Diário de um pai em casa. Dia 46


Campo de Ourique é um bairro histórico da cidade de Lisboa. É um local de coabitação, desde de memórias recuadas, entre operários e burguesias. Velhos e novos. Artistas, boémios e mundo empresarial. Pais que aqui viveram, que agora são avôs dos netos que também cá moram. Sempre foi essa a sua alma. E a génese do seu crescimento.

Hoje, Campo de Ourique, onde moro, vive rendido a modas e a preferências francesas, uma população migrante que parece desconhecer a história de um passado que mostrava, a olho nu, nas suas fronteiras, um gigantesco supermercado da droga à distância de um palmo do pulmão do bairro.

Descrevendo, é um local de romarias em busca de uma pausa à mesa nos cafés ou na vasta oferta de restauração, seja ela mais tradicional ou mais gourmet. De uma passagem por antigas casas de pasto, que desapareceram, e cubículos de provadores de vinhos e queijos. Ou um lugar em que um mercado concentra, em si mesmo, peixe, carne, frutas, produtos das hortas, copos e música.

As retilíneas ruas são polvilhadas por gente que deambula entre as lojas de criança, comércio de rua, retrosarias, drogarias, eletricistas, canalizações, bricolages e sapatarias. Bandos que se enfileiram à porta de padarias em cada esquina, tantas como cabeleireiros, barbeiros, esteticistas, manicures e institutos de beleza.

Território de oficinas, estúdios de artes, papelarias e locais de venda de raspadinhas e passes sociais, de livrarias e alfarrabistas que foram resistindo. De farmácias. Cada qual no seu canto. De supermercados que coabitam, no mesmo território, em concorrência feroz numa 5ª Avenida do pacote de leite, papel higiénico e muito mais.

De um cinema que virou um prédio com uma biblioteca para todos e um cemitério que é a última paragem de um elétrico chamado 28, carregado de turistas.

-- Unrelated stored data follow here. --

//! AxeOS API data transfer objects.
//!
//! Only the fields the benchmark reads are modelled; everything else the
//! firmware sends is ignored. Numbers are taken as `f64` because firmware
//! versions disagree on whether they are integers.

use serde::{Deserialize, Serialize};

use super::{DeviceInfo, Telemetry};
use crate::types::Configuration;

/// Response of `GET /api/system/info`.
#[derive(Clone, Debug, Default, Deserialize, Serialize)]
#[serde(rename_all = "camelCase")]
pub struct SystemInfo {
    /// GH/s
    pub hash_rate: Option<f64>,
    /// Chip temperature, °C.
    pub temp: Option<f64>,
    pub vr_temp: Option<f64>,
    /// W
    pub power: Option<f64>,
    /// Supply voltage, mV.
    pub voltage: Option<f64>,
    /// Configured core voltage, mV.
    pub core_voltage: Option<f64>,
    /// Configured frequency, MHz.
    pub frequency: Option<f64>,
    pub small_core_count: Option<f64>,
    pub asic_count: Option<f64>,
    pub hostname: Option<String>,
    #[serde(rename = "ASICModel")]
    pub asic_model: Option<String>,
}

impl From<&SystemInfo> for Telemetry {
    fn from(info: &SystemInfo) -> Self {
        Self {
            hashrate_ghs: info.hash_rate,
            chip_temp_c: info.temp,
            vr_temp_c: info.vr_temp,
            power_w: info.power,
            input_voltage_mv: info.voltage,
        }
    }
}

impl From<&SystemInfo> for DeviceInfo {
    fn from(info: &SystemInfo) -> Self {
        let current = match (info.core_voltage, info.frequency) {
            (Some(voltage), Some(frequency)) => Some(Configuration::new(
                as_count(voltage),
                as_count(frequency),
            )),
            _ => None,
        };

        Self {
            hostname: info.hostname.clone(),
            asic_model: info.asic_model.clone(),
            current,
            small_core_count: info.small_core_count.map(as_count).unwrap_or(0),
            asic_count: info.asic_count.map(as_count).unwrap_or(0),
        }
    }
}

/// Body of `PATCH /api/system`.
#[derive(Clone, Debug, Deserialize, Serialize)]
#[serde(rename_all = "camelCase")]
pub struct SystemSettingsPatch {
    pub core_voltage: u32,
    pub frequency: u32,
}

impl From<Configuration> for SystemSettingsPatch {
    fn from(configuration: Configuration) -> Self {
        Self {
            core_voltage: configuration.voltage_mv,
            frequency: configuration.frequency_mhz,
        }
    }
}

fn as_count(value: f64) -> u32 {
    if value.is_finite() && value > 0.0 {
        value.round().min(f64::from(u32::MAX)) as u32
    } else {
        0
    }
}
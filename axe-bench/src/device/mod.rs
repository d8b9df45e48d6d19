//! Access to the device under test.
//!
//! The benchmark only needs four calls from a device: identify it, read
//! its telemetry, apply a voltage/frequency setting, and restart it. They
//! are expressed as the [`DeviceClient`] trait so the control loop can be
//! driven by a scripted device in tests. [`HttpDeviceClient`] implements it
//! against the AxeOS REST API.

mod http;
#[cfg(test)]
pub(crate) mod scripted;
pub mod types;

use async_trait::async_trait;
use thiserror::Error;

use crate::types::Configuration;

pub use http::HttpDeviceClient;

/// Errors talking to the device.
#[derive(Debug, Error)]
pub enum DeviceError {
    #[error("request to device failed: {0}")]
    Http(#[from] reqwest::Error),

    #[error("device returned HTTP {status} for {endpoint}")]
    Status { endpoint: &'static str, status: u16 },

    #[error("unexpected response from device: {0}")]
    Decode(String),

    #[error("{0}")]
    Other(String),
}

/// Static facts about the device, read once before the search starts.
#[derive(Debug, Clone, Default, PartialEq)]
pub struct DeviceInfo {
    pub hostname: Option<String>,
    pub asic_model: Option<String>,

    /// Settings the device was running before the benchmark touched it.
    pub current: Option<Configuration>,

    pub small_core_count: u32,
    pub asic_count: u32,
}

impl DeviceInfo {
    /// Total small cores across all ASICs; zero if the device didn't say.
    pub fn total_cores(&self) -> u32 {
        self.small_core_count.saturating_mul(self.asic_count)
    }

    /// Theoretical hashrate in GH/s at the given frequency: every small
    /// core produces one hash per clock.
    pub fn expected_hashrate_ghs(&self, frequency_mhz: u32) -> f64 {
        f64::from(frequency_mhz) * f64::from(self.total_cores()) / 1000.0
    }
}

/// A raw telemetry reading, before plausibility checks.
///
/// Fields the device didn't report are `None`.
#[derive(Debug, Clone, Copy, Default, PartialEq)]
pub struct Telemetry {
    /// GH/s
    pub hashrate_ghs: Option<f64>,
    pub chip_temp_c: Option<f64>,
    pub vr_temp_c: Option<f64>,
    pub power_w: Option<f64>,
    /// Supply voltage, mV.
    pub input_voltage_mv: Option<f64>,
}

#[async_trait]
pub trait DeviceClient: Send + Sync {
    async fn device_info(&self) -> Result<DeviceInfo, DeviceError>;

    async fn read_telemetry(&self) -> Result<Telemetry, DeviceError>;

    /// Store new core voltage and frequency. Takes effect after
    /// [`restart`](Self::restart).
    async fn apply_configuration(&self, configuration: Configuration) -> Result<(), DeviceError>;

    async fn restart(&self) -> Result<(), DeviceError>;
}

E, no coração, um jardim de parada de quartéis, transformado na alma matter de várias gerações, que, mais não é, se não um espelho que revela a essência do bairro. É aqui que se joga “à batota”, aos pés do coreto e debaixo do olhar da estátua da Maria da Fonte que vigia, a curta distância, um quiosque que alimenta a vida de uma juventude, o lago dos patos e o jardim das crianças.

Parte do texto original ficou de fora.